Medical professionals from a wide range of specialties work together at the Sacroiliac Joint Clinic at Mayo Clinic's campus in Rochester, Minnesota. Having expertise from a large pool of specialists helps ensure that you receive exactly the right treatment for you.
The sacroiliac (SI) joint is the place where the wing-shaped top of your pelvis, a bone called the ilium, attaches to the lower part of your spine (sacrum). You have two SI joints, one on each side of your pelvis. A very strong and complex set of ligaments holds the two bones snugly together.
SI joint problems can be caused by:
- Congenital problems. People born with an abnormal curvature in their spines or who have one leg shorter than the other are at higher risk of SI joint pain.
- Trauma. The SI joint can be injured in car crashes or from falls.
- Spine surgeries. Fusing vertebrae together alters the spine's flexibility, which can place more stress on the SI joint.
- Postpartum issues. Looseness in the pelvic joints after childbirth can cause long-lasting pain.
- Inflammatory conditions. People who have systemic inflammatory conditions may be prone to SI joint degeneration.
- Infection. Some people develop infections in the SI joint that can lead to rapid degeneration.
- Idiopathic. In some cases, it's not possible to find out exactly what causes SI joint pain.
It can be difficult to diagnose problems arising from the sacroiliac joint because so many other conditions can cause similar symptoms. Doctors must rule out disorders affecting nearby structures, ranging from pinched spinal nerves to abdominal hernias.
Within the Sacroiliac Joint Clinic, expert clinical evaluations of the SI joint may include:
- Specialized X-rays to detect subtle instability in the SI joint
- A computerized tomography (CT) scan that features unique reconstructions to highlight the SI joint
- A comprehensive physical exam and history
Types of specialists involved
Mayo Clinic prides itself on its team approach to patient care. Specialists involved with SI joint care include:
- Orthopedic surgery. Specialists in spinal and pelvic surgeries see hundreds of people with SI joint problems each year at Mayo Clinic.
- Radiology and pain medicine specialists. Fluoroscopy can be used during injection procedures to ensure that the steroid and numbing medications are placed precisely in the SI joint. This is one of the most important components of the evaluation and must be done with precision.
- Endocrinology. In certain situations, endocrinologists may suggest medications that can help the bones heal together after surgical fusions of the SI joint.
- Physical medicine and rehabilitation. Mayo Clinic has a team of physical therapists and occupational therapists who have specialized training in the management of SI joint dysfunction.
Mayo Clinic offers a wide variety of treatment options for SI joint problems. Examples include:
- Steroid shots. Injecting a mixture of cortisone and a numbing medication into the SI joint can sometimes provide months of pain relief. At Mayo Clinic, these injections are performed with fluoroscopy guidance, so the medicine ends up in exactly the right place.
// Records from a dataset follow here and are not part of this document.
use std::sync::Arc;

use rstest::rstest;

use super::*;
use crate::meta::{ExtensionPointMeta, PluginMeta};

#[rstest]
#[case("grafana/dashboard/panel/menu", "acme", true)]
#[case("acme/main", "acme", true)]
#[case("acme/main/v1", "acme", true)]
#[case("plugins/acme/main", "acme", true)]
#[case("", "acme", false)]
#[case("acme", "acme", false)]
#[case("acme/", "acme", false)]
#[case("acme//main", "acme", false)]
#[case("other/main", "acme", false)]
#[case("plugins/other/main", "acme", false)]
#[case("acme/has space", "acme", false)]
#[case("dash/grid", "acme", false)]
fn extension_point_id_convention(#[case] id: &str, #[case] plugin: &str, #[case] valid: bool) {
	assert_eq!(is_extension_point_id_valid(id, plugin, "grafana"), valid, "{id}");
}

#[test]
fn empty_plugin_id_only_allows_host_namespace() {
	assert!(is_extension_point_id_valid("grafana/explore", "", "grafana"));
	assert!(!is_extension_point_id_valid("/explore", "", "grafana"));
}

#[test]
fn host_namespace_follows_configuration() {
	assert!(is_extension_point_id_valid("core/menu", "acme", "core"));
	assert!(!is_extension_point_id_valid("grafana/menu", "acme", "core"));
}

#[rstest]
#[case("acme", "/a/acme/import", true)]
#[case("acme", "/a/acme/", true)]
#[case("acme", "/a/acme", false)]
#[case("acme", "/a/acme-other/x", false)]
#[case("acme", "/explore", false)]
#[case("", "/a//x", false)]
fn link_paths(#[case] plugin: &str, #[case] path: &str, #[case] valid: bool) {
	assert_eq!(is_link_path_valid(plugin, path), valid, "{path}");
}

#[rstest]
#[case("acme", "acme/preview/v1", true)]
#[case("acme", "acme/", false)]
#[case("acme", "acmepreview", false)]
#[case("acme", "other/preview", false)]
fn exposed_component_ids(#[case] plugin: &str, #[case] id: &str, #[case] valid: bool) {
	assert_eq!(is_exposed_component_id_valid(plugin, id), valid, "{id}");
}

#[test]
fn meta_info_lookup() {
	let mut meta = PluginMeta::new("acme");
	meta.extensions.extension_points.push(ExtensionPointMeta::new("acme/main"));
	let caller = PluginContext::new(Arc::new(meta));

	assert!(!is_extension_point_meta_info_missing("acme/main", &caller));
	assert!(is_extension_point_meta_info_missing("acme/other", &caller));
}

#[test]
fn exposed_dependency_lookup() {
	let mut meta = PluginMeta::new("acme");
	meta.dependencies
		.extensions
		.exposed_components
		.push("other/preview/v1".to_string());
	let caller = PluginContext::new(Arc::new(meta));

	assert!(!is_exposed_component_dependency_missing("other/preview/v1", &caller));
	assert!(is_exposed_component_dependency_missing("other/preview/v2", &caller));
}

#[test]
fn required_text_rejects_blank_values_and_keeps_the_rest() {
	assert_eq!(required_text(Some(" Import CSV ")), Some(" Import CSV "));
	assert_eq!(required_text(Some("   ")), None);
	assert_eq!(required_text(None), None);
}

#[rstest]
#[case("dash/grid", true)]
#[case("grafana/dashboard/panel/menu", true)]
#[case("", false)]
#[case("   ", false)]
fn targets_must_name_an_extension_point(#[case] target: &str, #[case] expected: bool) {
	assert_eq!(is_target_valid(target), expected);
}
- Radiofrequency neurotomy. Heat generated by radio waves is used to target specific nerves near the SI joint and temporarily interfere with their ability to transmit pain signals. The radio waves are delivered to the nerves via needles inserted through the skin.
- Fusion surgery. Eliminating the SI joint's motion by fixing the two bones together with metal hardware is a more permanent solution. At Mayo Clinic, this surgery can be done through minimally invasive techniques with either same-day or overnight surgery. In some cases, a larger fusion surgery may be recommended.
- Nonoperative management. At Mayo Clinic, integrated teams supply a comprehensive approach to SI joint mediated pain on a single campus. These teams include experts in physical medicine and rehabilitation, pain medicine, radiology, orthopedic surgery and complementary medicine. Often, after an initial visit, patients are encouraged to maintain nonoperative management and exhaust all options prior to proceeding with surgery.